Sunday, September 26, 2010

Dreaming...



Ok, here goes. Last night, or once again early this morning, I was talking about relationships with someone and it kind of got stuck on me or something cause I had a dream that I have no idea if it was good or bad. You guys remember Mr. Ego? Well, he was in my dream. Which initially seemed bad, because he made me revisit even inside the dream all the emotional damage he put me trough and just seeing him I wanted to cry. The me in the dream, mind you. But first things first...

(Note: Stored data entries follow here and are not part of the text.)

//! # bugscope-core
//!
//! Core types, traits, and abstractions for bugscope.
//!
//! This crate provides the data model shared by every other bugscope crate
//! (projects, bug reports, analysis jobs), the lifecycle rules that decide
//! which status changes are legal, and the repository/provider traits that
//! storage backends and AI providers implement.

pub mod analysis;
pub mod defaults;
pub mod error;
pub mod lifecycle;
pub mod models;
pub mod traits;
pub mod uuid_utils;

// Re-export commonly used types at crate root
pub use analysis::{normalize_confidence, normalize_diff, Analysis, AnalysisRecord};
pub use error::{Error, Result};
pub use lifecycle::{
    is_already_analyzed, plan_transition, settle_unapplied, LifecycleState, Transition,
};
pub use models::*;
pub use traits::*;
pub use uuid_utils::new_v7;
//! Code context discovery.
//!
//! Ranks source files under a repository root by how likely they are to be
//! involved in a bug, using only the page URL the bug was reported on. The
//! ranking is advisory input for the analysis provider.
//!
//! Scoring per file:
//!
//! | Signal | Score |
//! |--------|-------|
//! | keyword in the file name | +10 |
//! | keyword elsewhere in the path | +5 |
//! | URL path segment found in the path | +8 |
//! | shallowness | `10 - depth`, floored at 0 |
//! | `.tsx` / `.jsx` | +3 |
//! | `.ts` / `.js` | +2 |

use std::collections::BTreeSet;
use std::path::{Path, PathBuf};
use std::time::Instant;

use reqwest::Url;
use tracing::{debug, warn};
use walkdir::{DirEntry, WalkDir};

use bugscope_core::defaults::{CONTEXT_MAX_DEPTH, CONTEXT_MAX_FILES};
use bugscope_core::{Error, Result};

/// Directories never descended into.
const SKIP_DIRS: &[&str] = &["node_modules", "dist", ".git", "migrations", ".next", "build"];

/// Extensions treated as source code.
const SOURCE_EXTENSIONS: &[&str] = &[
    "ts", "tsx", "js", "jsx", "mjs", "cjs", "vue", "svelte", "html", "css", "scss", "py", "rb",
    "go", "rs", "java", "php",
];

/// URL segments that carry no information about the code.
const STOP_WORDS: &[&str] = &["www", "index", "html", "htm", "php", "the", "and", "app"];

const MIN_KEYWORD_LEN: usize = 3;

/// Terms extracted from a bug URL.
#[derive(Debug, Default, PartialEq, Eq)]
struct UrlTerms {
    /// Lowercased path segments, ids removed.
    segments: Vec<String>,
    /// Words split out of the segments.
    keywords: Vec<String>,
}

impl UrlTerms {
    fn from_url(bug_url: &str) -> Self {
        let path = match Url::parse(bug_url) {
            Ok(url) => url.path().to_string(),
            // Relative or malformed URLs still carry a usable path
            Err(_) => bug_url
                .split(['?', '#'])
                .next()
                .unwrap_or_default()
                .to_string(),
        };

        let mut segments = Vec::new();
        let mut keywords = Vec::new();
        for segment in path.split('/').map(|s| s.trim().to_lowercase()) {
            if segment.is_empty() || looks_like_id(&segment) {
                continue;
            }
            for word in segment
                .split(|c: char| !c.is_ascii_alphanumeric())
                .filter(|w| w.len() >= MIN_KEYWORD_LEN)
                .filter(|w| !w.chars().all(|c| c.is_ascii_digit()))
                .filter(|w| !STOP_WORDS.contains(w))
            {
                if !keywords.iter().any(|k| k == word) {
                    keywords.push(word.to_string());
                }
            }
            if !segments.contains(&segment) {
                segments.push(segment);
            }
        }

        Self { segments, keywords }
    }

    fn is_empty(&self) -> bool {
        self.segments.is_empty() && self.keywords.is_empty()
    }
}

/// Numeric ids, UUIDs and long hex hashes.
fn looks_like_id(segment: &str) -> bool {
    let digits_only = segment.chars().all(|c| c.is_ascii_digit());
    let hex_like = segment.len() >= 16
        && segment
            .chars()
            .all(|c| c.is_ascii_hexdigit() || c == '-');
    digits_only || hex_like
}

/// Score a root-relative path (forward slashes, lowercased).
fn score(relative: &str, terms: &UrlTerms) -> u32 {
    let (dir, file_name) = match relative.rsplit_once('/') {
        Some((dir, name)) => (dir, name),
        None => ("", relative),
    };
    let depth = relative.matches('/').count();

    let mut score = 0;
    for keyword in &terms.keywords {
        if file_name.contains(keyword.as_str()) {
            score += 10;
        } else if dir.contains(keyword.as_str()) {
            score += 5;
        }
    }
    for segment in &terms.segments {
        if relative.contains(segment.as_str()) {
            score += 8;
        }
    }

    score += (CONTEXT_MAX_DEPTH as u32).saturating_sub(depth as u32);

    score += match extension(file_name) {
        Some("tsx" | "jsx") => 3,
        Some("ts" | "js") => 2,
        _ => 0,
    };
    score
}

fn extension(file_name: &str) -> Option<&str> {
    file_name.rsplit_once('.').map(|(_, ext)| ext)
}

fn is_source_file(file_name: &str) -> bool {
    extension(file_name)
        .map(|ext| SOURCE_EXTENSIONS.contains(&ext.to_ascii_lowercase().as_str()))
        .unwrap_or(false)
}

fn is_skipped_dir(entry: &DirEntry) -> bool {
    entry.file_type().is_dir()
        && entry
            .file_name()
            .to_str()
            .is_some_and(|name| SKIP_DIRS.contains(&name))
}

/// Collect root-relative source paths, at most `CONTEXT_MAX_DEPTH` directories deep.
///
/// Unreadable entries are skipped; they never abort the scan.
fn walk(root: &Path) -> BTreeSet<String> {
    let mut files = BTreeSet::new();
    let entries = WalkDir::new(root)
        .max_depth(CONTEXT_MAX_DEPTH + 1)
        .follow_links(false)
        .into_iter()
        .filter_entry(|e| e.depth() == 0 || !is_skipped_dir(e));

    for entry in entries {
        let entry = match entry {
            Ok(entry) => entry,
            Err(e) => {
                debug!(
                    subsystem = "jobs",
                    component = "context",
                    op = "walk",
                    error = %e,
                    "Skipping unreadable path"
                );
                continue;
            }
        };

        if !entry.file_type().is_file() || !is_source_file(&entry.file_name().to_string_lossy())
        {
            continue;
        }
        let Ok(relative) = entry.path().strip_prefix(root) else {
            continue;
        };
        let relative = relative
            .components()
            .map(|c| c.as_os_str().to_string_lossy())
            .collect::<Vec<_>>()
            .join("/");
        files.insert(relative);
    }
    files
}

/// Rank source files under `root` for the page at `bug_url`.
///
/// Returns at most 30 root-relative paths, best first, ties broken by path.
/// Deterministic for a given file tree. Symlinked directories are not
/// followed.
pub fn discover(bug_url: &str, root: &Path) -> Result<Vec<String>> {
    if !root.is_dir() {
        return Err(Error::Io(std::io::Error::new(
            std::io::ErrorKind::NotFound,
            format!("Context root {} is not a directory", root.display()),
        )));
    }

    let files = walk(root);
    let terms = UrlTerms::from_url(bug_url);
    let mut ranked: Vec<(u32, String)> = files
        .into_iter()
        .map(|path| (score(&path.to_lowercase(), &terms), path))
        .collect();
    ranked.sort_by(|a, b| b.0.cmp(&a.0).then_with(|| a.1.cmp(&b.1)));

    Ok(ranked
        .into_iter()
        .take(CONTEXT_MAX_FILES)
        .map(|(_, path)| path)
        .collect())
}

/// Best-effort context discovery for the pipeline.
///
/// Runs the scan on the blocking pool and degrades to an empty list on any
/// error or when no root is configured.
#[derive(Debug, Clone, Default)]
pub struct ContextDiscovery {
    root: Option<PathBuf>,
}

impl ContextDiscovery {
    pub fn new(root: Option<PathBuf>) -> Self {
        Self { root }
    }

    /// No repository configured; every lookup is empty.
    pub fn disabled() -> Self {
        Self { root: None }
    }

    pub fn root(&self) -> Option<&Path> {
        self.root.as_deref()
    }

    /// Candidate paths for `bug_url`; never fails.
    pub async fn gather(&self, bug_url: &str) -> Vec<String> {
        let Some(root) = self.root.clone() else {
            return Vec::new();
        };

        let start = Instant::now();
        let url = bug_url.to_string();
        if UrlTerms::from_url(&url).is_empty() {
            debug!(
                subsystem = "jobs",
                component = "context",
                url = %bug_url,
                "No URL keywords, ranking by depth only"
            );
        }

        let result = tokio::task::spawn_blocking(move || discover(&url, &root)).await;
        match result {
            Ok(Ok(paths)) => {
                debug!(
                    subsystem = "jobs",
                    component = "context",
                    op = "gather",
                    files = paths.len(),
                    duration_ms = start.elapsed().as_millis() as u64,
                    "Context discovered"
                );
                paths
            }
            Ok(Err(e)) => {
                warn!(
                    subsystem = "jobs",
                    component = "context",
                    op = "gather",
                    error = %e,
                    "Context discovery failed, continuing without context"
                );
                Vec::new()
            }
            Err(e) => {
                warn!(
                    subsystem = "jobs",
                    component = "context",
                    op = "gather",
                    error = %e,
                    "Context discovery task aborted"
                );
                Vec::new()
            }
        }
    }
}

I'm sick so I was heavy on medication and spent half the day in bed, where I had like 3 dreams, including one that made no sense about 2 streets that were been attack by a green Godzilla kind of cartoon/robot monster... It was weird... so weird. Lol.



My next dream was somehow weirdly connected to the Godzilla one because we were in a shelter of some kind, and I had a best friend that looked a lot like a friend from wow, and she was a cop. So I was being lazy as usual and she was telling me to go do some exercise. So she told me where the indoor walking track was and I decided to go. Weird thing, even tough it was indoor there were cars parked at the sides of it... Whatever, the point is I get there and looked around. My eyes stopped on a guy: he had a muscular back and he was really tall, very close to 6 feet. He had on long dark blue running pants and a gray undershirt, and when he smiled at me I think I got a bit woozy. And then I realize who it was. It was Mr.Ego, granted it was a new and improved Mr.Ego but it was him nonetheless. As soon as he saw me he was by my side. I tried smiling politely and walking to the track but he merely followed me. He started telling how he was divorce, had two kids, and had re-made himself. He was a new person, serious, and caring and funny... And then he said, he never forgot about me. He became obsessed and went by my house to see if he could see me now and then but never got the courage to tell anything because he knew he had hurt me. My head was between "AAAAwwww" and "Stalker alert!". I couldn't believe the guy I had loved and cried over so much was now here telling me he had always loved me. Isn't life grand!

So he worked me basically. He got me to the side and before I had even noticed (The rational me that's looking at the dream me being a fool) we were kissing. It was lustful, passionate, emotional and all of a sudden I let go and started walking towards the track again, and the people. To where I was not alone with him, and my brain wasn't clouded. (Seems the rational me screamed loud enough!) He had that effect on me, since always, he could cloud my brain, made it foggy and unreasonable. Made me not functional, like the air in the room was never enough, and my lungs could burst at any second...

Later on the dream, cause it was a weirdly long dream, I realize he was "courting" some other girl. So one day, when he was looking at me, I went straight to her, introduced myself and invited her to get some coffee. During coffee I told her everything about him. Who he had been and was, how he used women for money, or entertainment and how he would never change because it was who he was, and who he liked being. I told her about his stalker, this woman he used for money and even called me like a 150 times during a period of 3 months or so to see if he was with me, never saying anything. Nothing creepier than a person breathing on your phone never saying anything, even if you know who it is. I told her everything I had to say... and she went straight to him and broke it off. It was my triumph, the moment in which I had finally won against him. I was the champion... but it was an empty winning.

He was still an open wound in my heart that had been cut open once again and would take longer to close, to heal. The man I had trusted a second time for nothing. He was the gray hole in my heart, the reason no man had ever been able to touch my cold heart, to get to my soul and stay put. The reason I don't trust anyone, and I'm a little bit of a bitch. The reason my body language (like my best friend says) suggests "You better get lost" even before they get close. The reason I've been single for so long... It's been 6 years since I had a boyfriend, or any other kind of meaningful relationship (and I don't mean sex). Six really long years and all because someone broke my heart into a million pieces and I haven't been able to put the puzzle back together. Well, I'm sick of it!!! That pieces better start putting themselves back on it's place because I'm sick of not been able to trust, to open myself to someone. I'm sick of laying in bed alone, and having no one to comfort me, and hug me trough the night. And I believe I deserve it!!! If he can have someone that he loves and that loves him, why can't I? I'm better than him. I was the victim and somehow the villain is the one happy! Life is so unfair...




Then again, it was all a dream... or was it?


I woke up at 3pm with a fever, a headache, and a runny nose... so you decide.